▶ [DIRECTIONS]:
Output the entire listing that follows verbatim.

#### SUPPLIED RECORDS ####

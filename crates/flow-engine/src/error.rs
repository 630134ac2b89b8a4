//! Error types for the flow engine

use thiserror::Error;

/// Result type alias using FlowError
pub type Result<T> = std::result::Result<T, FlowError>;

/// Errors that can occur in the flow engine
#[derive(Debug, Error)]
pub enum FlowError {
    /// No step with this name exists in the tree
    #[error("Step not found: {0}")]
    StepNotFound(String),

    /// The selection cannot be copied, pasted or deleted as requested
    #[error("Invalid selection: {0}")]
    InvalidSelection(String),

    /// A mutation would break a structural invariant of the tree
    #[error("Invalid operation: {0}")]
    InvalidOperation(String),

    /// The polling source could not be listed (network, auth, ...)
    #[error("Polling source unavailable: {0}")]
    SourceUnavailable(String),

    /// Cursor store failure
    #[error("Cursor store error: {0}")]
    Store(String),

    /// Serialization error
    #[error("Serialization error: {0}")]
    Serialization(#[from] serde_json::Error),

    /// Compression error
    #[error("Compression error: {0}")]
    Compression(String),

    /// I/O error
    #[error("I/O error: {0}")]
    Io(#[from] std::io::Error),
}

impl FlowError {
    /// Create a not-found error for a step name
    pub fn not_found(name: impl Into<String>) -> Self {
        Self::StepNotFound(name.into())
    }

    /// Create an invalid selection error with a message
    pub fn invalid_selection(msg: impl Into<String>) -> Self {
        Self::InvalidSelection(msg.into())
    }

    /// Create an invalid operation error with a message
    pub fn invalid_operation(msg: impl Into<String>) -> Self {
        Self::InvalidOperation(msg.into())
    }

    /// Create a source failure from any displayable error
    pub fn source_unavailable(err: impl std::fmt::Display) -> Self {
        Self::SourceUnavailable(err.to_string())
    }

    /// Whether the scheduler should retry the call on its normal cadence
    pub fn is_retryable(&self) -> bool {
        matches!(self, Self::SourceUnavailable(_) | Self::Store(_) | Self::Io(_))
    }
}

####

▶ [WRITTEN RESPONSE]:
filename crates/flow-engine/src/error.rs
repository 630134ac2b89b8a4
//! Error types for the flow engine

use thiserror::Error;

/// Result type alias using FlowError
pub type Result<T> = std::result::Result<T, FlowError>;

/// Errors that can occur in the flow engine
#[derive(Debug, Error)]
pub enum FlowError {
    /// No step with this name exists in the tree
    #[error("Step not found: {0}")]
    StepNotFound(String),

    /// The selection cannot be copied, pasted or deleted as requested
    #[error("Invalid selection: {0}")]
    InvalidSelection(String),

    /// A mutation would break a structural invariant of the tree
    #[error("Invalid operation: {0}")]
    InvalidOperation(String),

    /// The polling source could not be listed (network, auth, ...)
    #[error("Polling source unavailable: {0}")]
    SourceUnavailable(String),

    /// Cursor store failure
    #[error("Cursor store error: {0}")]
    Store(String),

    /// Serialization error
    #[error("Serialization error: {0}")]
    Serialization(#[from] serde_json::Error),

    /// Compression error
    #[error("Compression error: {0}")]
    Compression(String),

    /// I/O error
    #[error("I/O error: {0}")]
    Io(#[from] std::io::Error),
}

impl FlowError {
    /// Create a not-found error for a step name
    pub fn not_found(name: impl Into<String>) -> Self {
        Self::StepNotFound(name.into())
    }

    /// Create an invalid selection error with a message
    pub fn invalid_selection(msg: impl Into<String>) -> Self {
        Self::InvalidSelection(msg.into())
    }

    /// Create an invalid operation error with a message
    pub fn invalid_operation(msg: impl Into<String>) -> Self {
        Self::InvalidOperation(msg.into())
    }

    /// Create a source failure from any displayable error
    pub fn source_unavailable(err: impl std::fmt::Display) -> Self {
        Self::SourceUnavailable(err.to_string())
    }

    /// Whether the scheduler should retry the call on its normal cadence
    pub fn is_retryable(&self) -> bool {
        matches!(self, Self::SourceUnavailable(_) | Self::Store(_) | Self::Io(_))
    }
}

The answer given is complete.